Il y a un embouteillage de poids lourds devant l’entrepôt, le camion de la scierie à qui nous achetons du bois est bloqué par un camion de livraison de couvertures, qui lui-même empêche l’entrée d’un camion de ramassage de déchets. La cloche du repas sonne, on avale en vitesse une assiette du surplus de riz au curry qui sera distribué aujourd’hui avant de se mettre à trier une pile de dons de vêtements. Beaucoup d’affaires d’hiver très utiles qui vont pouvoir être distribuées rapidement et aussi… un pyjama motif tigre ?
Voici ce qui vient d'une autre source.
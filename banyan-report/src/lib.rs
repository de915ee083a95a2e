//! CSP violation reporting for banyan-shield.
//!
//! [`CspReportController`] serves the endpoint named in the policies'
//! `report-uri`. Accepted reports are logged at `WARN` and handed to a
//! [`ReportForwarder`], which pushes them to the configured sinks on a
//! background task:
//!
//! - [`HttpLogSink`] posts JSON to an external log collector
//! - [`SentrySink`] posts the raw report to a Sentry project's security endpoint
//!
//! # Example
//!
//! ```
//! use banyan_core::{HttpRequest, RuntimeMode};
//! use banyan_report::{CspReportController, ReportForwarder};
//!
//! let controller = CspReportController::new(RuntimeMode::Development, ReportForwarder::new());
//! let response = controller
//!     .handle(&HttpRequest::new("GET", "/api/csp-report"))
//!     .unwrap();
//! assert_eq!(response.status, 200);
//! ```

pub mod controller;
pub mod error;
pub mod forwarder;
pub mod sentry;
pub mod sink;

pub use controller::{CspReportController, DEFAULT_MAX_REPORT_BYTES, REPORT_PATH};
pub use error::{ReportError, ReportResult};
pub use forwarder::{ForwardOutcome, ReportForwarder};
pub use sentry::{SentryDsn, SentrySink};
pub use sink::{ForwardedViolation, HttpLogSink, ViolationSink};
On fend des buches, et on remplit des sacs de bois pour le lendemain. Le riz au curry s’agite dans notre gosier. On fait le plein du groupe électrogène pour aller faire de la charge électrique de téléphones cette après-midi et mettre en place une borne WiFi temporaire. Nous allons distribuer un document en plusieurs langues qui recense tous les services de bases accessibles aux personnes exilées de Calais et Grande-Synthe. On va aussi faire un point d’information sur les dernières nouvelles du projet de départs forcés vers le Rwanda par le Royaume-Uni. C’est un vrai sujet d’inquiétude sur les campements, et on essaie de se faire les relais d’informations fiables et vérifiées sur le sujet pour ne pas ajouter à l’angoisse générale.
Bon, le convoi d’expulsion est finalement parti cette après-midi. Les ponts de Calais-centre sont encerclés par les CRS. Trop visibles pour être tolérés par les autorités, l’acharnement est particulièrement fort pour rendre la vie insupportable aux exilés installés en centre-ville. Ici, aucun service de l’État ne va à leur rencontre, sauf celui-ci. Les tentes sont saisies, balancées et tassées à l’arrière d’un camion ce qui les endommage irrémédiablement : arceaux brises, toiles déchirées, etc. Peu importe ce qui se trouve à l’intérieur.
Ils remontent dans leurs vans, s’arrêtent sur le lieu suivant, et l’opération se répète.
Nous sortons notre téléphone pour filmer mais un « périmètre » est créé juste pour nous empêcher d’approcher. Un policier vient coller son torse devant notre objectif. Il allume sans nous le notifier la petite caméra intégrée à son plastron. Évidemment, ni lui ni ses collègues ne portent leur numéro d’identification, ce à quoi ils sont légalement tenus. Quand on le leur signale, on reçoit en général un regard de mépris ou un contrôle d’identité.
Une bénévole à l’accent étranger reçoit une remarque raciste et sexiste. C’est tellement régulier qu’ils doivent surement avoir un module d’entraînement au centre de formation. Pendant ce temps, une personne exilée essaie de récupérer ses affaires embarquées dans le camion malgré sa présence. Peine perdue. Un jogger traverse le périmètre en petites foulées sans réaction des CRS pendant qu’un collègue est en train de faire le tour de notre voiture en espérant y trouver un motif de distribution d’amendes. Les mêmes scènes se rejouent en boucle toute l’après-midi. On essaie de se blinder, mais ça finit par user. Et nous on est juste spectatrices, alors que dire des personnes qui en sont victimes tous les jours…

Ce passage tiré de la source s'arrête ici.